> _WORKING DATA_:
───
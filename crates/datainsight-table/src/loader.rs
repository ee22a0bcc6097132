//! Dataset loading: CSV / JSON bytes, local files and URLs into a [`Table`].
//!
//! Accepted JSON shapes:
//! - an array of row objects: `[{"age": 31, "region": "west"}, ...]`
//! - a column mapping: `{"age": [31, 40], "region": ["west", "east"]}`
//!   (every value an array, all of the same length)

use crate::{Cell, Table};
use serde_json::Value;
use std::collections::{HashMap, HashSet};
use std::path::{Path, PathBuf};

pub const DEFAULT_MAX_BYTES: usize = 20 * 1024 * 1024;

#[derive(Debug, Clone, Copy, PartialEq, Eq)]
pub enum TableFormat {
    Csv,
    Json,
}

impl TableFormat {
    pub fn parse(s: &str) -> Option<Self> {
        match s.trim().to_ascii_lowercase().as_str() {
            "csv" | "text/csv" => Some(Self::Csv),
            "json" | "application/json" => Some(Self::Json),
            _ => None,
        }
    }

    pub fn from_path(path: &Path) -> Option<Self> {
        path.extension()
            .and_then(|e| e.to_str())
            .and_then(Self::parse)
    }

    /// Best guess from content when no extension or content type is available.
    pub fn sniff(bytes: &[u8]) -> Self {
        match bytes.iter().find(|b| !b.is_ascii_whitespace()) {
            Some(b'{') | Some(b'[') => Self::Json,
            _ => Self::Csv,
        }
    }
}

#[derive(Debug, Clone)]
pub enum TableSource {
    Inline {
        bytes: Vec<u8>,
        format: Option<TableFormat>,
    },
    Path(PathBuf),
    Url(String),
}

impl TableSource {
    /// `http(s)://` references become URLs, everything else a local path.
    pub fn parse_reference(reference: &str) -> Self {
        let trimmed = reference.trim();
        if trimmed.starts_with("http://") || trimmed.starts_with("https://") {
            Self::Url(trimmed.to_string())
        } else {
            Self::Path(PathBuf::from(trimmed))
        }
    }

    pub fn describe(&self) -> String {
        match self {
            Self::Inline { bytes, .. } => format!("inline ({} bytes)", bytes.len()),
            Self::Path(p) => p.display().to_string(),
            Self::Url(u) => u.clone(),
        }
    }
}

#[derive(Debug, thiserror::Error)]
pub enum LoadFailure {
    #[error("dataset not found: {0}")]
    NotFound(String),
    #[error("dataset could not be parsed: {reason}")]
    UnparseableFormat { reason: String },
    #[error("dataset is {bytes} bytes, over the {limit} byte limit")]
    TooLarge { bytes: u64, limit: u64 },
}

impl LoadFailure {
    fn unparseable(reason: impl Into<String>) -> Self {
        Self::UnparseableFormat {
            reason: reason.into(),
        }
    }
}

// ============================================================================
// Loader
// ============================================================================

/// Loads datasets. Construct once; the HTTP client is reused across loads.
#[derive(Debug, Clone)]
pub struct TableLoader {
    max_bytes: usize,
    #[cfg(feature = "remote")]
    client: reqwest::Client,
}

impl Default for TableLoader {
    fn default() -> Self {
        Self::new(DEFAULT_MAX_BYTES)
    }
}

impl TableLoader {
    pub fn new(max_bytes: usize) -> Self {
        Self {
            max_bytes,
            #[cfg(feature = "remote")]
            client: reqwest::Client::new(),
        }
    }

    pub fn max_bytes(&self) -> usize {
        self.max_bytes
    }

    pub async fn load(&self, source: &TableSource) -> Result<Table, LoadFailure> {
        let table = match source {
            TableSource::Inline { bytes, format } => {
                let format = format.unwrap_or_else(|| TableFormat::sniff(bytes));
                parse_table(bytes, format, self.max_bytes)?
            }
            TableSource::Path(path) => self.load_path(path).await?,
            TableSource::Url(url) => self.load_url(url).await?,
        };
        tracing::debug!(
            source = %source.describe(),
            rows = table.row_count(),
            columns = table.column_count(),
            "loaded dataset"
        );
        Ok(table)
    }

    async fn load_path(&self, path: &Path) -> Result<Table, LoadFailure> {
        let meta = tokio::fs::metadata(path)
            .await
            .map_err(|_| LoadFailure::NotFound(path.display().to_string()))?;
        if !meta.is_file() {
            return Err(LoadFailure::NotFound(path.display().to_string()));
        }
        self.check_size(meta.len())?;
        let format = TableFormat::from_path(path).ok_or_else(|| {
            LoadFailure::unparseable(format!(
                "unsupported file type `{}` (expected .csv or .json)",
                path.display()
            ))
        })?;
        let bytes = tokio::fs::read(path)
            .await
            .map_err(|e| LoadFailure::NotFound(format!("{}: {e}", path.display())))?;
        parse_table(&bytes, format, self.max_bytes)
    }

    #[cfg(feature = "remote")]
    async fn load_url(&self, url: &str) -> Result<Table, LoadFailure> {
        let mut response = self
            .client
            .get(url)
            .send()
            .await
            .map_err(|e| LoadFailure::NotFound(format!("{url}: {e}")))?;
        if !response.status().is_success() {
            return Err(LoadFailure::NotFound(format!(
                "{url}: http {}",
                response.status()
            )));
        }
        if let Some(len) = response.content_length() {
            self.check_size(len)?;
        }
        let content_type = response
            .headers()
            .get(reqwest::header::CONTENT_TYPE)
            .and_then(|v| v.to_str().ok())
            .and_then(|v| v.split(';').next())
            .and_then(TableFormat::parse);
        // Chunked bodies carry no length up front; stop once past the limit.
        let mut bytes = Vec::new();
        while let Some(chunk) = response
            .chunk()
            .await
            .map_err(|e| LoadFailure::NotFound(format!("{url}: {e}")))?
        {
            bytes.extend_from_slice(&chunk);
            self.check_size(bytes.len() as u64)?;
        }
        let from_url = url
            .split(['?', '#'])
            .next()
            .and_then(|p| TableFormat::from_path(Path::new(p)));
        let format = from_url
            .or(content_type)
            .unwrap_or_else(|| TableFormat::sniff(&bytes));
        parse_table(&bytes, format, self.max_bytes)
    }

    #[cfg(not(feature = "remote"))]
    async fn load_url(&self, url: &str) -> Result<Table, LoadFailure> {
        Err(LoadFailure::NotFound(format!(
            "{url}: remote datasets are not enabled in this build"
        )))
    }

    /// `TooLarge` when `bytes` exceeds the configured limit.
    pub fn check_size(&self, bytes: u64) -> Result<(), LoadFailure> {
        if bytes > self.max_bytes as u64 {
            return Err(LoadFailure::TooLarge {
                bytes,
                limit: self.max_bytes as u64,
            });
        }
        Ok(())
    }
}

// ============================================================================
// Parsing
// ============================================================================

pub fn parse_table(bytes: &[u8], format: TableFormat, max_bytes: usize) -> Result<Table, LoadFailure> {
    if bytes.len() > max_bytes {
        return Err(LoadFailure::TooLarge {
            bytes: bytes.len() as u64,
            limit: max_bytes as u64,
        });
    }
    let table = match format {
        TableFormat::Csv => parse_csv(bytes)?,
        TableFormat::Json => {
            let value: Value = serde_json::from_slice(bytes)
                .map_err(|e| LoadFailure::unparseable(format!("invalid JSON: {e}")))?;
            table_from_json(&value)?
        }
    };
    if table.is_empty() {
        return Err(LoadFailure::unparseable("dataset has no rows"));
    }
    Ok(table)
}

fn parse_csv(bytes: &[u8]) -> Result<Table, LoadFailure> {
    let mut reader = csv::ReaderBuilder::new()
        .has_headers(true)
        .trim(csv::Trim::All)
        .from_reader(bytes);

    let headers = reader
        .headers()
        .map_err(|e| LoadFailure::unparseable(format!("failed to read CSV headers: {e}")))?
        .iter()
        .map(|h| h.to_string())
        .collect::<Vec<_>>();
    let headers = dedupe_headers(headers);

    let mut rows = Vec::new();
    for (idx, record) in reader.records().enumerate() {
        let record = record
            .map_err(|e| LoadFailure::unparseable(format!("CSV row {}: {e}", idx + 1)))?;
        rows.push(record.iter().map(Cell::from_raw).collect());
    }

    Table::from_rows(headers, rows).map_err(|e| LoadFailure::unparseable(e.to_string()))
}

fn table_from_json(value: &Value) -> Result<Table, LoadFailure> {
    match value {
        Value::Array(records) => table_from_records(records),
        Value::Object(map) if is_column_mapping(value) => {
            let headers = dedupe_headers(map.keys().cloned().collect());
            let columns = map
                .values()
                .filter_map(Value::as_array)
                .map(|values| values.iter().map(cell_from_json).collect::<Vec<_>>());
            let columns = headers
                .into_iter()
                .zip(columns)
                .map(|(name, cells)| crate::Column::new(name, cells))
                .collect();
            Table::new(columns).map_err(|e| LoadFailure::unparseable(e.to_string()))
        }
        Value::Object(_) => Err(LoadFailure::unparseable(
            "JSON object must map column names to equal-length arrays",
        )),
        _ => Err(LoadFailure::unparseable(
            "JSON dataset must be an array of records or a column mapping",
        )),
    }
}

fn table_from_records(records: &[Value]) -> Result<Table, LoadFailure> {
    let mut headers: Vec<String> = Vec::new();
    let mut index: HashMap<String, usize> = HashMap::new();
    for (idx, record) in records.iter().enumerate() {
        let Some(obj) = record.as_object() else {
            return Err(LoadFailure::unparseable(format!(
                "JSON record {idx} is not an object"
            )));
        };
        for key in obj.keys() {
            if !index.contains_key(key) {
                index.insert(key.clone(), headers.len());
                headers.push(key.clone());
            }
        }
    }

    let rows = records
        .iter()
        .filter_map(Value::as_object)
        .map(|obj| {
            headers
                .iter()
                .map(|h| obj.get(h).map(cell_from_json).unwrap_or(Cell::Null))
                .collect()
        })
        .collect();

    Table::from_rows(headers, rows).map_err(|e| LoadFailure::unparseable(e.to_string()))
}

fn cell_from_json(value: &Value) -> Cell {
    match value {
        Value::Null => Cell::Null,
        Value::Bool(b) => Cell::Text(b.to_string()),
        Value::Number(n) => n.as_f64().map(Cell::Number).unwrap_or(Cell::Null),
        Value::String(s) => Cell::from_raw(s),
        other => Cell::Text(other.to_string()),
    }
}

/// `{"col": [..], ...}` with every value an array of one shared length.
fn is_column_mapping(value: &Value) -> bool {
    let Some(map) = value.as_object() else {
        return false;
    };
    if map.is_empty() {
        return false;
    }
    let mut lengths = map.values().map(|v| v.as_array().map(Vec::len));
    let Some(Some(first)) = lengths.next() else {
        return false;
    };
    lengths.all(|len| len == Some(first))
}

fn dedupe_headers(headers: Vec<String>) -> Vec<String> {
    let names: Vec<String> = headers
        .into_iter()
        .enumerate()
        .map(|(idx, h)| match h.trim() {
            "" => format!("column_{}", idx + 1),
            trimmed => trimmed.to_string(),
        })
        .collect();
    let mut used: HashSet<String> = HashSet::with_capacity(names.len());
    let mut next_suffix: HashMap<String, usize> = HashMap::new();
    names
        .into_iter()
        .map(|base| {
            if used.insert(base.clone()) {
                return base;
            }
            let suffix = next_suffix.entry(base.clone()).or_insert(1);
            loop {
                let candidate = format!("{base}.{suffix}");
                *suffix += 1;
                if used.insert(candidate.clone()) {
                    return candidate;
                }
            }
        })
        .collect()
}

// ============================================================================
// Inline data embedded in instruction text
// ============================================================================

/// Split a column-mapping JSON object out of free text.
///
/// Returns the parsed table and the remaining instruction text, or `None` if
/// the text carries no usable inline dataset.
pub fn split_inline_data(text: &str) -> Option<(Table, String)> {
    let mut search_from = 0;
    while let Some(offset) = text[search_from..].find('{') {
        let start = search_from + offset;
        let end = balanced_object_end(text, start)?;
        let candidate = &text[start..=end];
        if let Ok(value) = serde_json::from_str::<Value>(candidate) {
            if is_column_mapping(&value) {
                if let Ok(table) = table_from_json(&value) {
                    if !table.is_empty() {
                        let remaining = format!("{} {}", &text[..start], &text[end + 1..]);
                        let remaining = remaining.split_whitespace().collect::<Vec<_>>().join(" ");
                        return Some((table, remaining));
                    }
                }
            }
        }
        search_from = start + 1;
    }
    None
}

/// Index of the `}` closing the object that opens at `start` (ignoring braces
/// inside strings).
pub fn balanced_object_end(text: &str, start: usize) -> Option<usize> {
    let mut depth: i64 = 0;
    let mut in_string = false;
    let mut escape = false;
    for (idx, ch) in text.char_indices().skip_while(|(i, _)| *i < start) {
        if in_string {
            if escape {
                escape = false;
                continue;
            }
            match ch {
                '\\' => escape = true,
                '"' => in_string = false,
                _ => {}
            }
            continue;
        }
        match ch {
            '"' => in_string = true,
            '{' => depth += 1,
            '}' => {
                depth -= 1;
                if depth == 0 {
                    return Some(idx);
                }
            }
            _ => {}
        }
    }
    None
}

// ============================================================================
// Tests
// ============================================================================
───
> _WHAT TO DO_:
Take the listing above from its first line through the line containing "pub fn parse_reference(reference: &str)", and transcribe that stretch exactly, with no other lines.

> _OUTPUT OF THE TASK_:
filename crates/datainsight-table/src/loader.rs
repository ee22a0bcc6097132
//! Dataset loading: CSV / JSON bytes, local files and URLs into a [`Table`].
//!
//! Accepted JSON shapes:
//! - an array of row objects: `[{"age": 31, "region": "west"}, ...]`
//! - a column mapping: `{"age": [31, 40], "region": ["west", "east"]}`
//!   (every value an array, all of the same length)

use crate::{Cell, Table};
use serde_json::Value;
use std::collections::{HashMap, HashSet};
use std::path::{Path, PathBuf};

pub const DEFAULT_MAX_BYTES: usize = 20 * 1024 * 1024;

#[derive(Debug, Clone, Copy, PartialEq, Eq)]
pub enum TableFormat {
    Csv,
    Json,
}

impl TableFormat {
    pub fn parse(s: &str) -> Option<Self> {
        match s.trim().to_ascii_lowercase().as_str() {
            "csv" | "text/csv" => Some(Self::Csv),
            "json" | "application/json" => Some(Self::Json),
            _ => None,
        }
    }

    pub fn from_path(path: &Path) -> Option<Self> {
        path.extension()
            .and_then(|e| e.to_str())
            .and_then(Self::parse)
    }

    /// Best guess from content when no extension or content type is available.
    pub fn sniff(bytes: &[u8]) -> Self {
        match bytes.iter().find(|b| !b.is_ascii_whitespace()) {
            Some(b'{') | Some(b'[') => Self::Json,
            _ => Self::Csv,
        }
    }
}

#[derive(Debug, Clone)]
pub enum TableSource {
    Inline {
        bytes: Vec<u8>,
        format: Option<TableFormat>,
    },
    Path(PathBuf),
    Url(String),
}

impl TableSource {
    /// `http(s)://` references become URLs, everything else a local path.
    pub fn parse_reference(reference: &str) -> Self {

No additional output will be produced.